You've created a very interesting story around a very interesting character and situation. For a short story, it is critical to weave character development in with action as you don't have space to devote to character development separately. You do just precisely what a short story is meant to do on this point. Well done. A short story is also meant to focus on one event, one problem in a character's life, not a range of problems.
While you amply provide a back-story by way of flashback as part of your characterization, the back-story relates directly to the problem at hand: her connection to the world and how she lost it (which also foreshadows how she will get it back). Your focus on one single event, one problem is also well done.
Your vocabulary hits just the right tone. You are a sophisticated limited third-person narrator revealing the life of a woman who is not coarse nor simple, though psychologically damaged. Your vocabulary and diction level make her more accessible and define her social position (assuming I'm correct: at the start, I thought she was a pauper from the destitute lower classes but as you progressed, I converted her to a working class woman with some sound education).
A structural criticism, then, is that you might clarify in your first sentences that she is impoverished or of the working middle class: sort it out for us so we don;t have to do it. This is what makes her seem a destitute pauper: "They called her the face in the window. Practically everybody in the neighbourhood knew her; the woman who would sit in the upstairs window of her house." Maybe just change "neighborhood knew her" to "everyone had seen her," thus losing the connotation of short sentences plus "neighborhood."
Stylistic notes are these:
- "from an insurance policy she had stashed somewhere. " You either mean an annuity, not insurance, or you mean an insurance policy "payout." A policy that is "stashed away" provides not income at all. An insurance payout may be stashed away and be a hidden stash of money, and an annuity can provide annual income that can be stashed away for spending needs.
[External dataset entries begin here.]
use std::{
    fs,
    io::Write,
    path::{Path, PathBuf},
};

use chrono::{DateTime, Utc};
use serde::{Deserialize, Serialize};
use serde_json::Value;
use tempfile::NamedTempFile;
use uuid::Uuid;

use crate::{
    ident,
    segment::Role,
    stage::StageError,
};

pub const FIRST_PROMPT_LEN: usize = 100;

/// Turn content is either plain text (what the terminal pipeline produces)
/// or structured blocks (the richer native log format). Serialized untagged
/// so the wire shape stays a string vs an array, matching both formats.
#[derive(Debug, Clone, PartialEq, Serialize, Deserialize)]
#[serde(untagged)]
pub enum TurnContent {
    Text(String),
    Blocks(Vec<ContentBlock>),
}

#[derive(Debug, Clone, PartialEq, Serialize, Deserialize)]
pub struct ContentBlock {
    #[serde(rename = "type")]
    pub kind: String,
    #[serde(flatten)]
    pub payload: Value,
}

#[derive(Debug, Clone, Serialize, Deserialize)]
pub struct TurnMessage {
    pub role: Role,
    pub content: TurnContent,
}

/// One line of the record stream: a single turn, threaded to its
/// predecessor through `parentUuid`.
#[derive(Debug, Clone, Serialize, Deserialize)]
pub struct TurnRecord {
    #[serde(rename = "sessionId")]
    pub session_id: Uuid,
    pub uuid: Uuid,
    #[serde(rename = "parentUuid")]
    pub parent_uuid: Option<Uuid>,
    pub timestamp: String,
    #[serde(rename = "type")]
    pub role: Role,
    pub message: TurnMessage,
}

/// First line of the record stream: the session summary.
#[derive(Debug, Clone, Serialize, Deserialize)]
pub struct SessionMeta {
    #[serde(rename = "type")]
    pub kind: String,
    #[serde(rename = "sessionId")]
    pub session_id: Uuid,
    pub app: String,
    #[serde(rename = "sourceFile")]
    pub source_file: String,
    pub created: String,
    pub modified: String,
    #[serde(rename = "messageCount")]
    pub message_count: usize,
    #[serde(skip_serializing_if = "Option::is_none")]
    pub model: Option<String>,
    #[serde(skip_serializing_if = "Option::is_none")]
    pub tag: Option<String>,
    #[serde(skip_serializing_if = "Option::is_none")]
    pub cwd: Option<String>,
}

pub const SESSION_META_TYPE: &str = "session_meta";

/// Assembles one session's turns with deterministic ids and writes them as
/// an append-friendly JSONL record stream (summary first, then turns).
#[derive(Debug, Clone)]
pub struct SessionBuilder {
    pub app: String,
    pub source_file: PathBuf,
    pub start_time: DateTime<Utc>,
    pub session_id: Uuid,
    pub model: Option<String>,
    pub tag: Option<String>,
    pub cwd: Option<String>,
    turns: Vec<TurnRecord>,
    last_timestamp: DateTime<Utc>,
}

impl SessionBuilder {
    pub fn new(app: &str, source_file: &Path, start_time: DateTime<Utc>) -> Self {
        let filename = source_file
            .file_name()
            .map(|n| n.to_string_lossy().to_string())
            .unwrap_or_default();
        let session_id = ident::session_id(app, &filename, start_time);
        Self {
            app: app.to_string(),
            source_file: source_file.to_path_buf(),
            start_time,
            session_id,
            model: None,
            tag: None,
            cwd: None,
            turns: Vec::new(),
            last_timestamp: start_time,
        }
    }

    /// Append a turn, assigning its ordinal id and linking it to the
    /// previous turn. Turns carry the capture timestamp unless a better
    /// one is supplied via [`Self::push_turn_at`].
    pub fn push_turn(&mut self, role: Role, content: TurnContent) -> &TurnRecord {
        let at = self.last_timestamp;
        self.push_turn_at(role, content, at)
    }

    pub fn push_turn_at(
        &mut self,
        role: Role,
        content: TurnContent,
        timestamp: DateTime<Utc>,
    ) -> &TurnRecord {
        let ordinal = self.turns.len();
        let uuid = ident::turn_id(&self.session_id, ordinal);
        let parent_uuid = self.turns.last().map(|t| t.uuid);
        self.last_timestamp = timestamp;

        self.turns.push(TurnRecord {
            session_id: self.session_id,
            uuid,
            parent_uuid,
            timestamp: ident::iso_z(timestamp),
            role,
            message: TurnMessage { role, content },
        });
        &self.turns[ordinal]
    }

    pub fn turn_count(&self) -> usize {
        self.turns.len()
    }

    pub fn turns(&self) -> &[TurnRecord] {
        &self.turns
    }

    /// First user prompt, truncated for index display.
    pub fn first_prompt(&self) -> String {
        self.turns
            .iter()
            .find(|t| t.role == Role::User)
            .map(|t| match &t.message.content {
                TurnContent::Text(text) => text.chars().take(FIRST_PROMPT_LEN).collect(),
                TurnContent::Blocks(_) => String::new(),
            })
            .unwrap_or_default()
    }

    pub fn meta(&self) -> SessionMeta {
        let created = self
            .turns
            .first()
            .map(|t| t.timestamp.clone())
            .unwrap_or_else(|| ident::iso_z(self.start_time));
        let modified = self
            .turns
            .last()
            .map(|t| t.timestamp.clone())
            .unwrap_or_else(|| created.clone());

        SessionMeta {
            kind: SESSION_META_TYPE.to_string(),
            session_id: self.session_id,
            app: self.app.clone(),
            source_file: self.source_file.display().to_string(),
            created,
            modified,
            message_count: self.turns.len(),
            model: self.model.clone(),
            tag: self.tag.clone(),
            cwd: self.cwd.clone(),
        }
    }

    /// Serialize as JSONL: session summary first, then one turn per line.
    /// Pure function of the builder's state, so identical inputs always
    /// produce identical bytes.
    pub fn to_jsonl(&self) -> Result<String, serde_json::Error> {
        let mut lines = Vec::with_capacity(self.turns.len() + 1);
        lines.push(serde_json::to_string(&self.meta())?);
        for turn in &self.turns {
            lines.push(serde_json::to_string(turn)?);
        }
        let mut out = lines.join("\n");
        out.push('\n');
        Ok(out)
    }

    /// Write the record stream atomically: temp file in the destination
    /// directory, then rename over the target. A partial write never
    /// becomes visible and re-invocation overwrites byte-for-byte.
    pub fn write_jsonl(&self, path: &Path) -> Result<(), StageError> {
        let parent = path.parent().unwrap_or_else(|| Path::new("."));
        fs::create_dir_all(parent).map_err(|e| StageError::Write {
            path: parent.to_path_buf(),
            source: e,
        })?;

        let jsonl = self.to_jsonl().map_err(|e| StageError::Write {
            path: path.to_path_buf(),
            source: std::io::Error::other(e),
        })?;

        let mut tmp = NamedTempFile::new_in(parent).map_err(|e| StageError::Write {
            path: path.to_path_buf(),
            source: e,
        })?;
        tmp.write_all(jsonl.as_bytes())
            .map_err(|e| StageError::Write {
                path: path.to_path_buf(),
                source: e,
            })?;
        tmp.persist(path).map_err(|e| StageError::Write {
            path: path.to_path_buf(),
            source: e.error,
        })?;
        Ok(())
    }
}

#[cfg(test)]
mod tests {
    use super::*;
    use chrono::TimeZone;
    use std::path::PathBuf;

    fn builder() -> SessionBuilder {
        let start = Utc.with_ymd_and_hms(2026, 1, 24, 12, 14, 14).unwrap();
        SessionBuilder::new("ollama", &PathBuf::from("2026-01-24_121414.log"), start)
    }

    fn text(s: &str) -> TurnContent {
        TurnContent::Text(s.to_string())
    }

    #[test]
    fn test_parent_chain() {
        let mut b = builder();
        b.push_turn(Role::User, text("q1"));
        b.push_turn(Role::Assistant, text("a1"));
        b.push_turn(Role::User, text("q2"));

        let turns = b.turns();
        assert_eq!(turns[0].parent_uuid, None);
        assert_eq!(turns[1].parent_uuid, Some(turns[0].uuid));
        assert_eq!(turns[2].parent_uuid, Some(turns[1].uuid));
    }

    #[test]
    fn test_jsonl_is_deterministic() {
        let make = || {
            let mut b = builder();
            b.push_turn(Role::User, text("how do I sort a list?"));
            b.push_turn(Role::Assistant, text("use sorted() or .sort()"));
            b
        };
        assert_eq!(make().to_jsonl().unwrap(), make().to_jsonl().unwrap());
        assert_eq!(make().session_id, make().session_id);
    }

    #[test]
    fn test_jsonl_shape() {
        let mut b = builder();
        b.tag = Some("bugfix".to_string());
        b.push_turn(Role::User, text("hello"));
        b.push_turn(Role::Assistant, text("hi"));

        let jsonl = b.to_jsonl().unwrap();
        let lines: Vec<&str> = jsonl.trim_end().lines().collect();
        assert_eq!(lines.len(), 3);

        let meta: serde_json::Value = serde_json::from_str(lines[0]).unwrap();
        assert_eq!(meta["type"], "session_meta");
        assert_eq!(meta["app"], "ollama");
        assert_eq!(meta["messageCount"], 2);
        assert_eq!(meta["tag"], "bugfix");
        assert!(meta.get("model").is_none());

        let first: serde_json::Value = serde_json::from_str(lines[1]).unwrap();
        assert_eq!(first["type"], "user");
        assert_eq!(first["parentUuid"], serde_json::Value::Null);
        assert_eq!(first["message"]["role"], "user");
        assert_eq!(first["message"]["content"], "hello");
    }

    #[test]
    fn test_first_prompt_truncated() {
        let mut b = builder();
        b.push_turn(Role::User, text(&"x".repeat(300)));
        assert_eq!(b.first_prompt().chars().count(), FIRST_PROMPT_LEN);
    }

    #[test]
    fn test_zero_turn_session_meta() {
        let b = builder();
        let meta = b.meta();
        assert_eq!(meta.message_count, 0);
        assert_eq!(meta.created, "2026-01-24T12:14:14Z");
        assert_eq!(meta.modified, meta.created);
    }

    #[test]
    fn test_write_is_idempotent_overwrite() {
        let dir = tempfile::TempDir::new().unwrap();
        let path = dir.path().join("sessions").join("s.jsonl");

        let mut b = builder();
        b.push_turn(Role::User, text("q"));
        b.write_jsonl(&path).unwrap();
        let first = fs::read(&path).unwrap();

        b.write_jsonl(&path).unwrap();
        let second = fs::read(&path).unwrap();
        assert_eq!(first, second);
    }

    #[test]
    fn test_structured_blocks_roundtrip() {
        let line = r#"{"sessionId":"6ba7b810-9dad-11d1-80b4-00c04fd430c8","uuid":"6ba7b811-9dad-11d1-80b4-00c04fd430c8","parentUuid":null,"timestamp":"2026-01-24T12:14:14Z","type":"assistant","message":{"role":"assistant","content":[{"type":"text","text":"hi"}]}}"#;
        let rec: TurnRecord = serde_json::from_str(line).unwrap();
        match &rec.message.content {
            TurnContent::Blocks(blocks) => {
                assert_eq!(blocks.len(), 1);
                assert_eq!(blocks[0].kind, "text");
            }
            TurnContent::Text(_) => panic!("expected structured blocks"),
        }
    }
}
/// Virtual screen state reconstructed from a terminal byte stream.
///
/// Models a fixed viewport of `rows` x `cols` character cells plus an
/// unbounded scrollback of rows that scrolled past the top. The final
/// rendered text is scrollback followed by the visible grid, in
/// chronological order.
#[derive(Debug, Clone)]
pub struct Screen {
    cols: usize,
    rows: usize,
    grid: Vec<Vec<char>>,
    row: usize,
    col: usize,
    scrollback: Vec<String>,
}

const TAB_WIDTH: usize = 8;

impl Screen {
    pub fn new(cols: usize, rows: usize) -> Self {
        let cols = cols.max(1);
        let rows = rows.max(1);
        Self {
            cols,
            rows,
            grid: vec![vec![' '; cols]; rows],
            row: 0,
            col: 0,
            scrollback: Vec::new(),
        }
    }

    pub fn cursor(&self) -> (usize, usize) {
        (self.row, self.col)
    }

    /// Write a character at the cursor, wrapping at the column limit.
    pub fn put(&mut self, c: char) {
        if self.col >= self.cols {
            self.carriage_return();
            self.line_feed();
        }
        self.grid[self.row][self.col] = c;
        self.col += 1;
    }

    pub fn carriage_return(&mut self) {
        self.col = 0;
    }

    pub fn line_feed(&mut self) {
        if self.row + 1 == self.rows {
            self.scroll_up();
        } else {
            self.row += 1;
        }
    }

    pub fn backspace(&mut self) {
        self.col = self.col.saturating_sub(1);
    }

    pub fn tab(&mut self) {
        let next = (self.col / TAB_WIDTH + 1) * TAB_WIDTH;
        self.col = next.min(self.cols - 1);
    }

    /// Push the top visible row into scrollback and shift the grid up.
    fn scroll_up(&mut self) {
        let top = row_text(&self.grid[0]);
        self.scrollback.push(top);
        self.grid.remove(0);
        self.grid.push(vec![' '; self.cols]);
    }

    pub fn move_up(&mut self, n: usize) {
        self.row = self.row.saturating_sub(n);
    }

    pub fn move_down(&mut self, n: usize) {
        self.row = (self.row + n).min(self.rows - 1);
    }

    pub fn move_left(&mut self, n: usize) {
        self.col = self.col.saturating_sub(n);
    }

    pub fn move_right(&mut self, n: usize) {
        self.col = (self.col + n).min(self.cols - 1);
    }

    /// Absolute move, zero-based, clamped to the viewport.
    pub fn goto(&mut self, row: usize, col: usize) {
        self.row = row.min(self.rows - 1);
        self.col = col.min(self.cols - 1);
    }

    pub fn goto_col(&mut self, col: usize) {
        self.col = col.min(self.cols - 1);
    }

    pub fn goto_row(&mut self, row: usize) {
        self.row = row.min(self.rows - 1);
    }

    /// EL: 0 = cursor to end, 1 = start through cursor, 2 = whole line.
    pub fn erase_line(&mut self, mode: u16) {
        let (start, end) = match mode {
            0 => (self.col.min(self.cols), self.cols),
            1 => (0, (self.col + 1).min(self.cols)),
            _ => (0, self.cols),
        };
        for cell in &mut self.grid[self.row][start..end] {
            *cell = ' ';
        }
    }

    /// ED: 0 = cursor to end of screen, 1 = top through cursor, 2/3 = all.
    ///
    /// A full clear does not push the visible grid into scrollback; screen
    /// redraws would otherwise duplicate their content in the transcript.
    pub fn erase_display(&mut self, mode: u16) {
        match mode {
            0 => {
                self.erase_line(0);
                for r in &mut self.grid[self.row + 1..] {
                    for cell in r.iter_mut() {
                        *cell = ' ';
                    }
                }
            }
            1 => {
                for r in &mut self.grid[..self.row] {
                    for cell in r.iter_mut() {
                        *cell = ' ';
                    }
                }
                self.erase_line(1);
            }
            _ => {
                for r in &mut self.grid {
                    for cell in r.iter_mut() {
                        *cell = ' ';
                    }
                }
            }
        }
    }

    /// Scrollback plus visible grid as plain text. Rows are right-trimmed
    /// and runs of blank lines are collapsed to a single blank line, so the
    /// same byte stream always renders to identical output.
    pub fn contents(&self) -> String {
        let mut lines: Vec<String> = self.scrollback.clone();
        lines.extend(self.grid.iter().map(|r| row_text(r)));
        collapse_lines(&lines)
    }
}

/// Join rows, squeezing runs of blank lines down to one and trimming the
/// blank edges. Shared by the emulator and the strip-ansi fallback so both
/// produce the same whitespace shape.
pub(crate) fn collapse_lines(lines: &[String]) -> String {
    let mut out: Vec<&str> = Vec::with_capacity(lines.len());
    let mut blank_run = 0usize;
    for line in lines {
        if line.is_empty() {
            blank_run += 1;
            if blank_run > 1 {
                continue;
            }
        } else {
            blank_run = 0;
        }
        out.push(line);
    }
    out.join("\n").trim_matches('\n').to_string()
}

fn row_text(row: &[char]) -> String {
    let text: String = row.iter().collect();
    text.trim_end().to_string()
}

#[cfg(test)]
mod tests {
    use super::*;

    fn write_str(screen: &mut Screen, s: &str) {
        for c in s.chars() {
            screen.put(c);
        }
    }

    #[test]
    fn test_overwrite_replaces_cells() {
        let mut screen = Screen::new(20, 5);
        write_str(&mut screen, "ABC");
        screen.move_left(3);
        write_str(&mut screen, "XYZ");
        assert_eq!(screen.contents(), "XYZ");
    }

    #[test]
    fn test_carriage_return_overwrite() {
        let mut screen = Screen::new(20, 5);
        write_str(&mut screen, "loading...");
        screen.carriage_return();
        write_str(&mut screen, "done      ");
        assert_eq!(screen.contents(), "done");
    }

    #[test]
    fn test_line_wrap_at_column_width() {
        let mut screen = Screen::new(4, 5);
        write_str(&mut screen, "abcdef");
        assert_eq!(screen.contents(), "abcd\nef");
    }

    #[test]
    fn test_scrollback_accumulates() {
        let mut screen = Screen::new(10, 2);
        for i in 0..5 {
            write_str(&mut screen, &format!("line{i}"));
            screen.carriage_return();
            screen.line_feed();
        }
        assert_eq!(screen.contents(), "line0\nline1\nline2\nline3\nline4");
    }

    #[test]
    fn test_erase_line_to_end() {
        let mut screen = Screen::new(20, 5);
        write_str(&mut screen, "hello world");
        screen.goto_col(5);
        screen.erase_line(0);
        assert_eq!(screen.contents(), "hello");
    }

    #[test]
    fn test_erase_display_keeps_scrollback() {
        let mut screen = Screen::new(10, 2);
        for i in 0..4 {
            write_str(&mut screen, &format!("line{i}"));
            screen.carriage_return();
            screen.line_feed();
        }
        screen.erase_display(2);
        // line0..line2 already scrolled off the top; the visible rows are gone
        assert_eq!(screen.contents(), "line0\nline1\nline2");
    }

    #[test]
    fn test_blank_run_compression() {
        let mut screen = Screen::new(10, 8);
        write_str(&mut screen, "top");
        for _ in 0..5 {
            screen.carriage_return();
            screen.line_feed();
        }
        write_str(&mut screen, "bottom");
        assert_eq!(screen.contents(), "top\n\nbottom");
    }

    #[test]
    fn test_goto_clamps_to_viewport() {
        let mut screen = Screen::new(10, 4);
        screen.goto(100, 100);
        assert_eq!(screen.cursor(), (3, 9));
    }

    #[test]
    fn test_tab_advances_to_next_stop() {
        let mut screen = Screen::new(20, 2);
        screen.put('a');
        screen.tab();
        screen.put('b');
        assert_eq!(screen.contents(), "a       b");
    }
}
- "a world of noise people who brought danger, and did bad things to each other. " Correct the punctuation here by removing the comma. What do you actually mean "a world of noise people who"? Are you missing a word between "noise" and "people"? Or do you need a comma there. One or the other.
- “Another one?” she sighed: This is very popular, "blank" she sighed, but very awkward if not actually physically impossible. Be better than the competition and find another way to say what you really mean: she speaks and she is exasperated, lonely, angry, annoyed? What?
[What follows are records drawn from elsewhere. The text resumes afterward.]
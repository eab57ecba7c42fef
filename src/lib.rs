pub mod capture;
pub mod cli;
pub mod config;
pub mod emulator;
pub mod ident;
pub mod index;
pub mod pipeline;
pub mod screen;
pub mod segment;
pub mod session;
pub mod stage;

/// Initialize tracing with a default filter if `RUST_LOG` is unset.
pub fn init_tracing() {
    let default_filter = "ttyscribe=info";
    let filter_layer = std::env::var("RUST_LOG").unwrap_or_else(|_| default_filter.to_string());

    tracing_subscriber::fmt()
        .with_env_filter(filter_layer)
        .with_target(false)
        .compact()
        .init();
}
- What year is the flashback meant to be? The husbands dialogue is contemporary and colloquial. If the flashback is to anything other than the near past, his language is anachronistic (out of place).
- There is one logic problem. You say "upstairs window" and her cell phone on the "kitchen table." Is this a house? We picture a house at the beginning, and she is at the upstairs window of her house. But if so, why is she also next to a kitchen table ... in a kitchen. If she is in an upstairs flat, simply add the word "flat" or "apartment" in the opening.
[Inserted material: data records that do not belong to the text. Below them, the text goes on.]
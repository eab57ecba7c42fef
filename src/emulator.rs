use vte::{Params, Parser, Perform};

use crate::{
    config::RenderEngine,
    screen::{Screen, collapse_lines},
    stage::StageError,
};

/// A strategy for turning a raw capture byte stream into readable text.
///
/// `VtEmulator` is the source of truth; `StripAnsiRenderer` is an explicit
/// lower-fidelity fallback. The two are selected by configuration and never
/// mixed within one capture.
pub trait Renderer {
    fn render(&self, bytes: &[u8]) -> Result<String, StageError>;
}

pub fn renderer_for(engine: RenderEngine, cols: usize, rows: usize) -> Box<dyn Renderer> {
    match engine {
        RenderEngine::Emulator => Box::new(VtEmulator { cols, rows }),
        RenderEngine::Strip => Box::new(StripAnsiRenderer),
    }
}

/// Full terminal emulation: interprets cursor movement, erases, wraps and
/// scrollback the way a real terminal would, so redraw-heavy TUI output
/// collapses to what was actually left on screen.
pub struct VtEmulator {
    pub cols: usize,
    pub rows: usize,
}

impl Renderer for VtEmulator {
    fn render(&self, bytes: &[u8]) -> Result<String, StageError> {
        ensure_decodable(bytes)?;
        let mut parser = Parser::new();
        let mut interp = Interp {
            screen: Screen::new(self.cols, self.rows),
        };
        parser.advance(&mut interp, bytes);
        Ok(interp.screen.contents())
    }
}

struct Interp {
    screen: Screen,
}

fn param(params: &Params, idx: usize, default: u16) -> u16 {
    params
        .iter()
        .nth(idx)
        .and_then(|p| p.first().copied())
        .unwrap_or(default)
}

/// Movement counts: a missing or zero parameter means 1.
fn count(params: &Params, idx: usize) -> usize {
    param(params, idx, 1).max(1) as usize
}

impl Perform for Interp {
    fn print(&mut self, c: char) {
        self.screen.put(c);
    }

    fn execute(&mut self, byte: u8) {
        match byte {
            0x08 => self.screen.backspace(),
            0x09 => self.screen.tab(),
            0x0a..=0x0c => self.screen.line_feed(),
            0x0d => self.screen.carriage_return(),
            _ => {}
        }
    }

    fn csi_dispatch(&mut self, params: &Params, _intermediates: &[u8], _ignore: bool, action: char) {
        match action {
            'A' => self.screen.move_up(count(params, 0)),
            'B' | 'e' => self.screen.move_down(count(params, 0)),
            'C' | 'a' => self.screen.move_right(count(params, 0)),
            'D' => self.screen.move_left(count(params, 0)),
            'E' => {
                self.screen.move_down(count(params, 0));
                self.screen.carriage_return();
            }
            'F' => {
                self.screen.move_up(count(params, 0));
                self.screen.carriage_return();
            }
            'G' | '`' => self.screen.goto_col(count(params, 0) - 1),
            'd' => self.screen.goto_row(count(params, 0) - 1),
            'H' | 'f' => {
                let row = count(params, 0) - 1;
                let col = count(params, 1) - 1;
                self.screen.goto(row, col);
            }
            'J' => self.screen.erase_display(param(params, 0, 0)),
            'K' => self.screen.erase_line(param(params, 0, 0)),
            // SGR and every unrecognized sequence are consumed, never echoed
            _ => {}
        }
    }

    fn esc_dispatch(&mut self, _intermediates: &[u8], _ignore: bool, byte: u8) {
        match byte {
            b'D' => self.screen.line_feed(),
            b'E' => {
                self.screen.carriage_return();
                self.screen.line_feed();
            }
            b'M' => self.screen.move_up(1),
            // charset designation and the rest are no-ops on screen content
            _ => {}
        }
    }
}

/// Fallback renderer: strips escape sequences without modeling a screen,
/// then simulates carriage-return overwrites per line. Cheaper, but cursor
/// repositioning across lines is lost.
pub struct StripAnsiRenderer;

impl Renderer for StripAnsiRenderer {
    fn render(&self, bytes: &[u8]) -> Result<String, StageError> {
        ensure_decodable(bytes)?;
        let stripped = strip_ansi_escapes::strip(bytes);
        let text = String::from_utf8_lossy(&stripped);

        let lines: Vec<String> = text
            .split('\n')
            .map(|line| {
                let mut buf: Vec<char> = Vec::new();
                for seg in line.split('\r') {
                    for (i, c) in seg.chars().enumerate() {
                        if i < buf.len() {
                            buf[i] = c;
                        } else {
                            buf.push(c);
                        }
                    }
                }
                buf.into_iter().collect::<String>().trim_end().to_string()
            })
            .collect();

        Ok(collapse_lines(&lines))
    }
}

/// Reject captures that are not terminal output at all (binary garbage).
/// Heuristic: NUL density and invalid-UTF-8 density over a leading sample.
fn ensure_decodable(bytes: &[u8]) -> Result<(), StageError> {
    const SAMPLE: usize = 8192;
    if bytes.is_empty() {
        return Ok(());
    }
    let sample = &bytes[..bytes.len().min(SAMPLE)];

    let nul = sample.iter().filter(|&&b| b == 0).count();
    if nul * 20 > sample.len() {
        return Err(StageError::Decode(format!(
            "{nul} NUL bytes in first {} bytes",
            sample.len()
        )));
    }

    let invalid: usize = sample
        .utf8_chunks()
        .map(|chunk| chunk.invalid().len())
        .sum();
    if invalid * 10 > sample.len() * 3 {
        return Err(StageError::Decode(format!(
            "{invalid} undecodable bytes in first {} bytes",
            sample.len()
        )));
    }

    Ok(())
}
You have a very good short story here!
PS: As Staff for eNotes, I'm removing most of your story because (1) you have some good comments from several people and (2) you are exposing yourself to having your story "borrowed" by Internet idea bandits.
I like it, but I would work on the beginning. A short story needs a quick exposition, the part where you introduce the basic characters and setting. However, I prefer to do this with a plot point rather than direct telling. As they say, SHOW not TELL.
I believe the story makes sense and that it flows logically. I like the understatement at the end of the story. I interpret the story as a reawakening of a woman's desire to embrace and experience life beyond her four walls. In essence, the woman, because of her care and concern for John Martinez, makes the choice (however difficult) to reach out and help him.
This is the beginning of her reconnecting to the world outside and around her. She knows she has to break the yoke - the burden - of confining herself to her house, isolating herself from the joys and trials of interacting with others on a daily basis.
The story provides a clear back story on why the woman is a recluse in her own home. Readers will understand why she has sheltered herself in her house - avoiding connecting with others because of her underlying grief and her wariness in being hurt again through relationships with others. I find the story easy to follow and straightforward in its presentation. It makes its point well in my opinion.